▶ [WHAT YOU WILL DO]:
Every entry below must appear again, exactly as written.

Dataset entries:
┄┄┄┄┄┄
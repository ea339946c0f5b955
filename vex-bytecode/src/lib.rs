//! Shared bytecode representation: the compiled [`Chunk`] format the
//! compiler emits and the VM executes, and the runtime [`value::Value`]
//! universe both operate over (spec.md §3.3, §3.4).

pub mod chunk;
pub mod value;

pub use chunk::{Chunk, Constant, DefaultValue, FunctionDescriptor, Instruction, PendingImport, UpvalueDescriptor};
pub use value::{Builtin, Closure, ErrorValue, HostContext, MapKey, Task, Upvalue, Value};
┄┄┄┄┄┄
▶ [SOLUTION TO THIS TASK]:
repository ea339946c0f5b955
filename vex-bytecode/src/lib.rs
//! Shared bytecode representation: the compiled [`Chunk`] format the
//! compiler emits and the VM executes, and the runtime [`value::Value`]
//! universe both operate over (spec.md §3.3, §3.4).

pub mod chunk;
pub mod value;

pub use chunk::{Chunk, Constant, DefaultValue, FunctionDescriptor, Instruction, PendingImport, UpvalueDescriptor};
pub use value::{Builtin, Closure, ErrorValue, HostContext, MapKey, Task, Upvalue, Value};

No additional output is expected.